__Your instructions__
A line below contains "pub enum LexerOrigin", and a later one contains "pub fn name(&self)". Repeat both, with every line between them, exactly.

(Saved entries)
----------------------------------------

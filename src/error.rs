// 錯誤型別

use std::io;
use std::path::PathBuf;
use thiserror::Error;

/// 顏色層（前景 / 背景），用於錯誤訊息
#[derive(Debug, Clone, Copy, PartialEq, Eq)]
pub enum Layer {
    Fore,
    Back,
}

impl std::fmt::Display for Layer {
    fn fmt(&self, f: &mut std::fmt::Formatter<'_>) -> std::fmt::Result {
        match self {
            Layer::Fore => f.write_str("fore"),
            Layer::Back => f.write_str("back"),
        }
    }
}

#[derive(Debug, Error)]
pub enum CcatError {
    #[error("Invalid number for {layer}: {value} Must be in range 0-255")]
    InvalidExtendedColor { layer: Layer, value: String },

    #[error("Bad formatter name: {0}")]
    UnknownFormatter(String),

    #[error("Invalid style name: {0}")]
    UnknownStyle(String),

    #[error("Bad lexer name: {0}")]
    UnknownLexer(String),

    #[error("bad pattern: {pattern}")]
    InvalidPattern {
        pattern: String,
        #[source]
        source: regex::Error,
    },

    #[error("Invalid argument, {0}")]
    InvalidArgument(String),

    #[error("Unable to read file: {name}")]
    Read {
        name: String,
        #[source]
        source: io::Error,
    },

    #[error("Unable to write output")]
    Write(#[source] io::Error),

    #[error("Error loading config from {}", path.display())]
    ConfigRead {
        path: PathBuf,
        #[source]
        source: io::Error,
    },

    #[error("Error parsing config from {}", path.display())]
    ConfigParse {
        path: PathBuf,
        #[source]
        source: serde_json::Error,
    },

    #[error("Error saving config to {}", path.display())]
    ConfigWrite {
        path: PathBuf,
        #[source]
        source: io::Error,
    },
}

impl CcatError {
    /// 使用者輸入錯誤的提示指令
    pub fn hint(&self) -> Option<&'static str> {
        match self {
            CcatError::UnknownFormatter(_) => {
                Some("Use 'ccat --formatters' to list known formatter names.")
            }
            CcatError::UnknownStyle(_) => Some("Use 'ccat --styles' to list known style names."),
            CcatError::UnknownLexer(_) => Some("Use 'ccat --lexers' to list known lexer names."),
            _ => None,
        }
    }
}

pub type Result<T> = std::result::Result<T, CcatError>;
// 語法（lexer）選擇
//
// 順序：明確名稱 -> 檔名 -> 內容猜測 -> 純文字

use super::SYNTAX_SET;
use crate::error::{CcatError, Result};
use std::collections::BTreeMap;
use std::path::Path;
use syntect::parsing::SyntaxReference;

/// lexer 的來源
#[derive(Debug, Clone, Copy, PartialEq, Eq)]
pub enum LexerOrigin {
    Name,
    ExtensionConfig,
    Filename,
    Guess,
    PlainText,
}

#[derive(Debug, Clone, Copy)]
pub struct LexerMatch {
    pub syntax: &'static SyntaxReference,
    pub origin: LexerOrigin,
}

impl LexerMatch {
    pub fn name(&self) -> &'static str {
        &self.syntax.name
    }
}

pub struct LexerResolver {
    /// 副檔名（小寫、含點）-> lexer 名稱
    ext_lexers: BTreeMap<String, String>,
}

impl LexerResolver {
    pub fn new(ext_lexers: &BTreeMap<String, String>) -> Self {
        let ext_lexers = ext_lexers
            .iter()
            .map(|(ext, name)| {
                let ext = ext.trim().to_lowercase();
                let ext = if ext.starts_with('.') { ext } else { format!(".{}", ext) };
                (ext, name.clone())
            })
            .collect();
        Self { ext_lexers }
    }

    /// 為一個輸入挑選 lexer
    ///
    /// `filename` 為 None 代表 stdin。明確指定的名稱找不到、檔名也無法判斷時回傳錯誤；
    /// 其餘情況最後一定會落到純文字。
    pub fn resolve(
        &self,
        explicit: Option<&str>,
        filename: Option<&Path>,
        content: &str,
        guess: bool,
    ) -> Result<LexerMatch> {
        if guess {
            return Ok(Self::guess(content));
        }

        if let Some(name) = explicit {
            return Self::resolve_explicit(name, filename);
        }

        if let Some(path) = filename {
            if let Some(found) = self.by_configured_extension(path) {
                return Ok(found);
            }
            if let Some(syntax) = Self::for_filename(path) {
                return Ok(LexerMatch {
                    syntax,
                    origin: LexerOrigin::Filename,
                });
            }
        }

        Ok(Self::guess(content))
    }

    /// 使用者指定的名稱；找不到時改用檔名判斷
    pub fn resolve_explicit(name: &str, filename: Option<&Path>) -> Result<LexerMatch> {
        if let Some(syntax) = Self::by_name(name) {
            return Ok(LexerMatch {
                syntax,
                origin: LexerOrigin::Name,
            });
        }
        if let Some(syntax) = filename.and_then(Self::for_filename) {
            log::warn!("Unknown lexer {:?}, using {} from file name", name, syntax.name);
            return Ok(LexerMatch {
                syntax,
                origin: LexerOrigin::Filename,
            });
        }
        Err(CcatError::UnknownLexer(name.to_string()))
    }

    /// 設定檔中的 ext_lexers
    fn by_configured_extension(&self, path: &Path) -> Option<LexerMatch> {
        let ext = path.extension()?.to_str()?.to_lowercase();
        let name = self.ext_lexers.get(&format!(".{}", ext))?;

        match Self::by_name(name) {
            Some(syntax) => {
                log::debug!("Set lexer name by user config extension: .{} -> {}", ext, name);
                Some(LexerMatch {
                    syntax,
                    origin: LexerOrigin::ExtensionConfig,
                })
            }
            None => {
                log::warn!("Unknown lexer {:?} configured for .{}", name, ext);
                None
            }
        }
    }

    /// 依名稱、別名或副檔名尋找
    pub fn by_name(name: &str) -> Option<&'static SyntaxReference> {
        let name = name.trim();
        if name.is_empty() {
            return None;
        }

        SYNTAX_SET
            .find_syntax_by_name(name)
            // 副檔名或不分大小寫的名稱
            .or_else(|| SYNTAX_SET.find_syntax_by_token(name))
            .or_else(|| match name.to_lowercase().as_str() {
                "text" | "plain" | "plaintext" => Some(SYNTAX_SET.find_syntax_plain_text()),
                _ => None,
            })
    }

    /// 從檔案路徑檢測語法
    pub fn for_filename(path: &Path) -> Option<&'static SyntaxReference> {
        // 1. 從副檔名檢測
        if let Some(ext) = path.extension().and_then(|e| e.to_str()) {
            if let Some(syntax) = SYNTAX_SET
                .find_syntax_by_extension(ext)
                .or_else(|| SYNTAX_SET.find_syntax_by_extension(&ext.to_lowercase()))
            {
                return Some(syntax);
            }
        }

        // 2. 從檔名檢測（例如 Makefile, Dockerfile）
        let name = path.file_name().and_then(|n| n.to_str())?;
        if let Some(syntax) = SYNTAX_SET
            .find_syntax_by_extension(name)
            .or_else(|| SYNTAX_SET.find_syntax_by_name(name))
        {
            return Some(syntax);
        }

        // 特殊檔名處理
        match name.to_lowercase().as_str() {
            ".bashrc" | ".bash_profile" | ".bash_login" | ".bash_logout" | ".zshrc"
            | ".zprofile" | ".zshenv" | ".zlogin" | ".zlogout" | ".profile" | "bashrc"
            | "bash_profile" => SYNTAX_SET
                .find_syntax_by_name("Bourne Again Shell (bash)")
                .or_else(|| SYNTAX_SET.find_syntax_by_extension("sh")),
            "makefile" | "gnumakefile" => SYNTAX_SET.find_syntax_by_name("Makefile"),
            "dockerfile" => SYNTAX_SET.find_syntax_by_name("Dockerfile"),
            _ => None,
        }
    }

    /// 從內容猜測；永遠有結果（最後是純文字）
    pub fn guess(content: &str) -> LexerMatch {
        let first_line = content.lines().find(|line| !line.trim().is_empty());

        let guessed = first_line
            .and_then(|line| SYNTAX_SET.find_syntax_by_first_line(line))
            .or_else(|| {
                let trimmed = content.trim_start();
                let looks_like_json = trimmed.starts_with('{') || trimmed.starts_with('[');
                if looks_like_json && serde_json::from_str::<serde_json::Value>(content).is_ok() {
                    SYNTAX_SET.find_syntax_by_extension("json")
                } else {
                    None
                }
            });

        match guessed {
            Some(syntax) => LexerMatch {
                syntax,
                origin: LexerOrigin::Guess,
            },
            None => LexerMatch {
                syntax: SYNTAX_SET.find_syntax_plain_text(),
                origin: LexerOrigin::PlainText,
            },
        }
    }
}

----------------------------------------

__Answer to the problem__
pub enum LexerOrigin {
    Name,
    ExtensionConfig,
    Filename,
    Guess,
    PlainText,
}

#[derive(Debug, Clone, Copy)]
pub struct LexerMatch {
    pub syntax: &'static SyntaxReference,
    pub origin: LexerOrigin,
}

impl LexerMatch {
    pub fn name(&self) -> &'static str {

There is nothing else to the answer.